The benefits of drinking green tea have been understood for centuries, since it was first discovered in China approximately 4700 years ago. According to legend, the Chinese Emperor Shen Nong, who was an herbalist as well, discovered tea when the leaves from twigs that were being used for a fire flew up and landed in a pot of boiling water. Shen Nong, an avid researcher, extensively tested the concoction and found tea to be the antidote to more than 70 different poisonous herbs. In addition, he believed it was useful for treating other ailments such as bladder problems, tumors, lethargy and abscesses.
As Japan and China top the list of countries with the highest life expectancy (82.6 and 82.2 years, respectively), and are also the highest in green tea consumption, there may be some truth to the beverage’s benefits. Both green and black tea come from the leaves of the same plant (Camellia sinensis), however, green tea is very minimally processed, while black tea is made through a fermenting of the leaves. Due to the minimal processing involved, green tea retains more of the healthy antioxidant polyphenols. The antioxidants particular to tea are called catechins, which are thought to be the main source of green tea’s health benefits.
According to an article in Harvard Women’s Health Watch, catechins are better at stopping oxidative damage to cells from free radicals than both vitamin C and vitamin E, and several studies have found a link between the consumption of green tea and a reduced rate of cancer and heart disease. It has been found to be particularly effective against cancer of the bladder, breast, ovary, pancreas, lung, colon, prostate, skin and esophagus. In addition, green tea has been found to lower LDL (bad) cholesterol, raise HDL (good) cholesterol and improve the function of the arteries.
Drinking green tea has also been shown to have a protective effect against stroke, osteoporosis, periodontal disease, and reduces the incidence of bacterial and viral infections. It helps control blood sugar levels, reducing your chance of contracting diabetes, and reduces the inflammation associated with Inflammatory Bowel Disease. It also helps to boost metabolism, helping to burn fat.
A study in the European Journal of Clinical Nutrition in 2006 reported that drinking green tea was even more beneficial than drinking water, as the tea provides not only hydration on a level with that of water, but it also contains healthy polyphenols. Another 2006 study in the Journal of the American Medical Association found that drinking green tea reduces the risk of death from all causes, which is not the case with black tea.
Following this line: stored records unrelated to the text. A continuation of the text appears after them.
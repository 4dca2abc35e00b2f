//! JISP: an embedded virtual machine whose instruction stream, operand
//! stack, register file, and auxiliary bookkeeping all live inside a
//! single mutable JSON document. Executing a program mutates that document
//! in place; the final document is the program's output.
//!
//! This crate is the interpreter core only: the entrypoint walker, the
//! opcode library, the JPM pointer stack, the residual patch log and its
//! grouped undo, call-stack reflection, and sandboxed sub-execution for
//! `test`/`step`/`undo`. CLI argument parsing and file reading live in the
//! `jisp` binary (`src/main.rs`); this library never touches stdio itself.
//!
//! ```
//! use serde_json::json;
//!
//! let mut doc = json!({
//!     "stack": [],
//!     "entrypoint": [10, 20, {".": "add_two_top"}, "temp_sum", {".": "pop_and_store"}]
//! });
//! jisp::run(&mut doc).unwrap();
//! assert_eq!(doc["temp_sum"], json!(30));
//! ```

pub mod diagnostics;
pub mod document;
pub mod error;
pub mod jpm;
pub mod opcode;
pub mod pointer;
pub mod residual;
pub mod sandbox;
pub mod stack;
pub mod walker;

pub use error::FatalError;

use diagnostics::{DefaultPrinter, Printer};
use serde_json::Value;

/// Owns one document's worth of interpreter state: the document itself,
/// the JPM handle stack (never serialized), and a diagnostic output
/// buffer filled by `print_json`/`print_error`.
pub struct Interpreter {
    pub(crate) document: Value,
    pub(crate) jpm: jpm::Jpm,
    pub(crate) output: Vec<String>,
    pub(crate) printer: Box<dyn Printer>,
}

impl Interpreter {
    /// Wrap `document` for execution. If the root is an object and has no
    /// `ref` field, one is inserted at 1 (ref starts at 1 on construction).
    pub fn new(mut document: Value) -> Self {
        if let Some(obj) = document.as_object_mut() {
            obj.entry("ref").or_insert(Value::from(1));
        }
        Interpreter {
            document,
            jpm: jpm::Jpm::new(),
            output: Vec::new(),
            printer: Box::new(DefaultPrinter::default()),
        }
    }

    /// As [`Interpreter::new`], but with a caller-supplied [`Printer`] for
    /// `print_json`/`print_error` output formatting.
    pub fn with_printer(document: Value, printer: Box<dyn Printer>) -> Self {
        let mut vm = Interpreter::new(document);
        vm.printer = printer;
        vm
    }

    /// Read-only access to the document as it currently stands.
    pub fn document(&self) -> &Value {
        &self.document
    }

    /// Mutable access to the document, for embedders that want to inspect
    /// or patch state between runs.
    pub fn document_mut(&mut self) -> &mut Value {
        &mut self.document
    }

    /// Consume the interpreter, returning the final document.
    pub fn into_document(self) -> Value {
        self.document
    }

    /// Drain and return everything `print_json`/`print_error` have
    /// buffered so far.
    pub fn take_output(&mut self) -> Vec<String> {
        std::mem::take(&mut self.output)
    }

    /// Drive execution of `document["entrypoint"]`. Only objects with an
    /// `entrypoint` array produce interesting execution; any other
    /// document is a no-op. Handles are released at the end regardless of
    /// whether execution succeeded.
    pub fn run(&mut self) -> Result<(), FatalError> {
        document::ensure_object(&self.document)?;
        document::ensure_stack(&mut self.document)?;

        let entrypoint = document::obj_get(&self.document, "entrypoint").cloned();
        let result = match entrypoint {
            None => Ok(()),
            Some(Value::Array(instructions)) => walker::walk(self, &instructions, "/entrypoint"),
            Some(_) => Err(FatalError::AssertionFailure {
                detail: "`entrypoint` must be an array".to_string(),
            }),
        };

        self.jpm.release_all(&mut self.document);
        result
    }
}

/// Run `document` to completion in place. Equivalent to
/// `Interpreter::new(document).run()` followed by writing the resulting
/// document back through `document`.
pub fn run(document: &mut Value) -> Result<(), FatalError> {
    let mut vm = Interpreter::new(std::mem::take(document));
    let result = vm.run();
    *document = vm.into_document();
    result
}

#[cfg(test)]
mod tests {
    use super::*;
    use serde_json::json;

    #[test]
    fn arithmetic_then_store() {
        let mut doc = json!({
            "stack": [],
            "entrypoint": [10, 20, {".": "add_two_top"}, "temp_sum", {".": "pop_and_store"}]
        });
        run(&mut doc).unwrap();
        assert_eq!(doc["stack"], json!([]));
        assert_eq!(doc["temp_sum"], json!(30));
    }

    #[test]
    fn pointer_in_place_edit() {
        let mut doc = json!({
            "stack": [0, 0, 0],
            "entrypoint": ["/stack/1", {".": "ptr_new"}, 99, {".": "ptr_set"}, {".": "ptr_release"}]
        });
        run(&mut doc).unwrap();
        assert_eq!(doc["stack"], json!([0, 99, 0]));
    }

    #[test]
    fn macro_call_via_dot_name() {
        let mut doc = json!({
            "stack": [],
            "my_macro": [5, 7, {".": "add_two_top"}],
            "entrypoint": [{".": "my_macro"}, "sum", {".": "pop_and_store"}]
        });
        run(&mut doc).unwrap();
        assert_eq!(doc["sum"], json!(12));
    }

    #[test]
    fn map_over_transforms_each_element() {
        let mut doc = json!({
            "stack": [],
            "entrypoint": [
                [1, 2, 3],
                [{".": "duplicate_top"}, {".": "add_two_top"}],
                {".": "map_over"}
            ]
        });
        run(&mut doc).unwrap();
        assert_eq!(doc["stack"], json!([[2, 4, 6]]));
    }

    #[test]
    fn test_opcode_subset_match_success_pushes_nothing() {
        let mut doc = json!({
            "stack": [
                {"stack": [], "entrypoint": [1, "x", {".": "pop_and_store"}, 2, "y", {".": "pop_and_store"}]},
                {"x": 1}
            ],
            "entrypoint": [{".": "test"}]
        });
        run(&mut doc).unwrap();
        assert_eq!(doc["stack"], json!([]));
    }

    #[test]
    fn test_opcode_subset_match_failure_pushes_structured_error() {
        let mut doc = json!({
            "stack": [
                {"stack": [], "entrypoint": [1, "x", {".": "pop_and_store"}]},
                {"x": 2}
            ],
            "entrypoint": [{".": "test"}]
        });
        run(&mut doc).unwrap();
        assert_eq!(doc["stack"][0]["kind"], json!("test_failure"));
        assert_eq!(doc["stack"][0]["details"]["expected"], json!({"x": 2}));
        assert_eq!(doc["stack"][0]["details"]["actual"], json!({"x": 1}));
    }

    #[test]
    fn undo_reverts_a_grouped_arithmetic_entry() {
        let mut doc = json!({
            "is_reversible": true,
            "residual": [],
            "stack": [10, 20],
            "entrypoint": [{".": "add_two_top"}]
        });
        run(&mut doc).unwrap();
        assert_eq!(doc["stack"], json!([30]));

        let mut undo_doc = json!({"stack": [doc.clone()], "entrypoint": [{".": "undo"}]});
        run(&mut undo_doc).unwrap();
        let restored = &undo_doc["stack"][0];
        assert_eq!(restored["stack"], json!([10, 20]));
        assert_eq!(restored["residual"], json!([]));
    }

    #[test]
    fn document_without_entrypoint_is_a_no_op() {
        let mut doc = json!({"a": 1});
        run(&mut doc).unwrap();
        assert_eq!(doc, json!({"a": 1, "ref": 1, "stack": []}));
    }

    #[test]
    fn non_object_root_is_fatal() {
        let mut doc = json!([1, 2, 3]);
        assert!(run(&mut doc).is_err());
    }

    #[test]
    fn non_array_entrypoint_is_fatal() {
        let mut doc = json!({"stack": [], "entrypoint": "nope"});
        assert!(run(&mut doc).is_err());
    }
}
//! RFC 6901 JSON Pointer resolution.
//!
//! The core parsing (leading `/`, `~0`/`~1` escapes, decimal array indices)
//! is the same shape as the teacher's `split_pointer`/`parse_index` helpers,
//! generalized to classify failures into the four kinds spec §4.2 requires
//! (not-found, type, range, invalid) instead of a single `InvalidPointer`.

use crate::error::FatalError;
use serde_json::Value;

/// Why a pointer failed to resolve.
#[derive(Debug, Clone, Copy, PartialEq, Eq)]
pub enum ResolveErrorKind {
    /// Missing object key or array index past the end.
    NotFound,
    /// An intermediate segment resolved to a scalar.
    Type,
    /// An array index was syntactically a number but out of bounds.
    Range,
    /// Malformed escape sequence or non-decimal array index.
    Invalid,
}

/// Split `pointer` into the last segment (decoded) and the rest. Mirrors the
/// teacher's `split_pointer`, but works on the leading-`/`-segment grammar
/// directly rather than an `rfind('/')` shortcut, so it can also validate
/// every earlier segment's escapes.
fn decode_segment(raw: &str) -> String {
    raw.replace("~1", "/").replace("~0", "~")
}

fn split_segments(pointer: &str) -> Result<Vec<String>, ResolveErrorKind> {
    if pointer.is_empty() || pointer == "/" {
        return Ok(Vec::new());
    }
    if !pointer.starts_with('/') {
        return Err(ResolveErrorKind::Invalid);
    }
    Ok(pointer[1..].split('/').map(decode_segment).collect())
}

/// Parse a decoded array-index segment per RFC 6901 (no leading zero unless
/// the index is exactly `"0"`; `-` is the one-past-the-end marker handled
/// by callers separately). Same rule as the teacher's `parse_index`.
fn parse_index(segment: &str, len: usize) -> Result<usize, ResolveErrorKind> {
    if segment.starts_with('0') && segment.len() != 1 {
        return Err(ResolveErrorKind::Invalid);
    }
    match segment.parse::<usize>() {
        Ok(idx) if idx < len => Ok(idx),
        Ok(_) => Err(ResolveErrorKind::Range),
        Err(_) => Err(ResolveErrorKind::Invalid),
    }
}

/// Resolve `pointer` against `root`, returning a shared reference.
/// Both `""` and `"/"` resolve to `root` itself -- spec §4.2 treats a bare
/// `/` as the root document rather than RFC 6901's literal reading (which
/// would look up the member named by the empty string).
pub fn resolve<'a>(root: &'a Value, pointer: &str) -> Result<&'a Value, ResolveErrorKind> {
    let segments = split_segments(pointer)?;
    let mut current = root;
    for segment in &segments {
        current = match current {
            Value::Object(map) => map.get(segment).ok_or(ResolveErrorKind::NotFound)?,
            Value::Array(arr) => {
                let idx = parse_index(segment, arr.len())?;
                &arr[idx]
            }
            _ => return Err(ResolveErrorKind::Type),
        };
    }
    Ok(current)
}

/// Resolve `pointer` against `root`, returning a mutable reference.
pub fn resolve_mut<'a>(
    root: &'a mut Value,
    pointer: &str,
) -> Result<&'a mut Value, ResolveErrorKind> {
    let segments = split_segments(pointer)?;
    let mut current = root;
    for segment in &segments {
        current = match current {
            Value::Object(map) => map.get_mut(segment).ok_or(ResolveErrorKind::NotFound)?,
            Value::Array(arr) => {
                let idx = parse_index(segment, arr.len())?;
                &mut arr[idx]
            }
            _ => return Err(ResolveErrorKind::Type),
        };
    }
    Ok(current)
}

/// Encode a single raw key as an RFC 6901 segment (`~` -> `~0`, `/` -> `~1`).
/// Used by the residual logger to build patch paths for root-key edits.
pub fn encode_key(key: &str) -> String {
    key.replace('~', "~0").replace('/', "~1")
}

/// Turn a [`ResolveErrorKind`] into the [`FatalError`] variant a caller
/// should raise, attaching the opcode name and raw path for diagnostics.
pub fn resolve_error(op: &'static str, path: &str, kind: ResolveErrorKind) -> FatalError {
    match kind {
        ResolveErrorKind::NotFound => FatalError::NotFound {
            path: path.to_string(),
        },
        ResolveErrorKind::Type => FatalError::TypeMismatch {
            op,
            detail: format!("intermediate segment of `{path}` is a scalar"),
        },
        ResolveErrorKind::Range => FatalError::InvalidPath {
            path: path.to_string(),
            detail: "array index out of bounds".to_string(),
        },
        ResolveErrorKind::Invalid => FatalError::InvalidPath {
            path: path.to_string(),
            detail: "malformed pointer segment".to_string(),
        },
    }
}

#[cfg(test)]
mod tests {
    use super::*;
    use serde_json::json;

    #[test]
    fn resolves_root_with_empty_pointer() {
        let doc = json!({"a": 1});
        assert_eq!(resolve(&doc, "").unwrap(), &doc);
    }

    #[test]
    fn resolves_root_with_bare_slash() {
        let doc = json!({"a": 1});
        assert_eq!(resolve(&doc, "/").unwrap(), &doc);
    }

    #[test]
    fn decodes_tilde_and_slash_escapes() {
        let doc = json!({"a/b": 1, "a~b": 2});
        assert_eq!(resolve(&doc, "/a~1b").unwrap(), &json!(1));
        assert_eq!(resolve(&doc, "/a~0b").unwrap(), &json!(2));
    }

    #[test]
    fn array_index_by_decimal() {
        let doc = json!([10, 20, 30]);
        assert_eq!(resolve(&doc, "/1").unwrap(), &json!(20));
    }

    #[test]
    fn leading_zero_index_is_invalid() {
        let doc = json!([10, 20]);
        assert_eq!(resolve(&doc, "/01"), Err(ResolveErrorKind::Invalid));
    }

    #[test]
    fn out_of_bounds_index_is_range() {
        let doc = json!([10]);
        assert_eq!(resolve(&doc, "/5"), Err(ResolveErrorKind::Range));
    }

    #[test]
    fn scalar_intermediate_is_type_error() {
        let doc = json!({"a": 1});
        assert_eq!(resolve(&doc, "/a/b"), Err(ResolveErrorKind::Type));
    }

    #[test]
    fn missing_key_is_not_found() {
        let doc = json!({"a": 1});
        assert_eq!(resolve(&doc, "/missing"), Err(ResolveErrorKind::NotFound));
    }

    #[test]
    fn resolve_mut_allows_in_place_edit() {
        let mut doc = json!({"a": 1});
        *resolve_mut(&mut doc, "/a").unwrap() = json!(2);
        assert_eq!(doc, json!({"a": 2}));
    }

    #[test]
    fn encode_key_escapes_tilde_then_slash() {
        assert_eq!(encode_key("a/b"), "a~1b");
        assert_eq!(encode_key("a~b"), "a~0b");
    }
}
Drinking an average of three cups of green tea per day (as they do in Japan and China) confers the greatest amount of health benefits, providing you with 240-320 mg of polyphenols.
Using one teaspoon per 5 oz. cup, pour water that is hot, but less than boiling, over the leaves and let it steep for two to three minutes. Using water that is too hot will make the tea taste bitter and astringent. The thousands of studies on the positive effects of drinking green tea amount to a substantial body of literature in favor of giving it a try.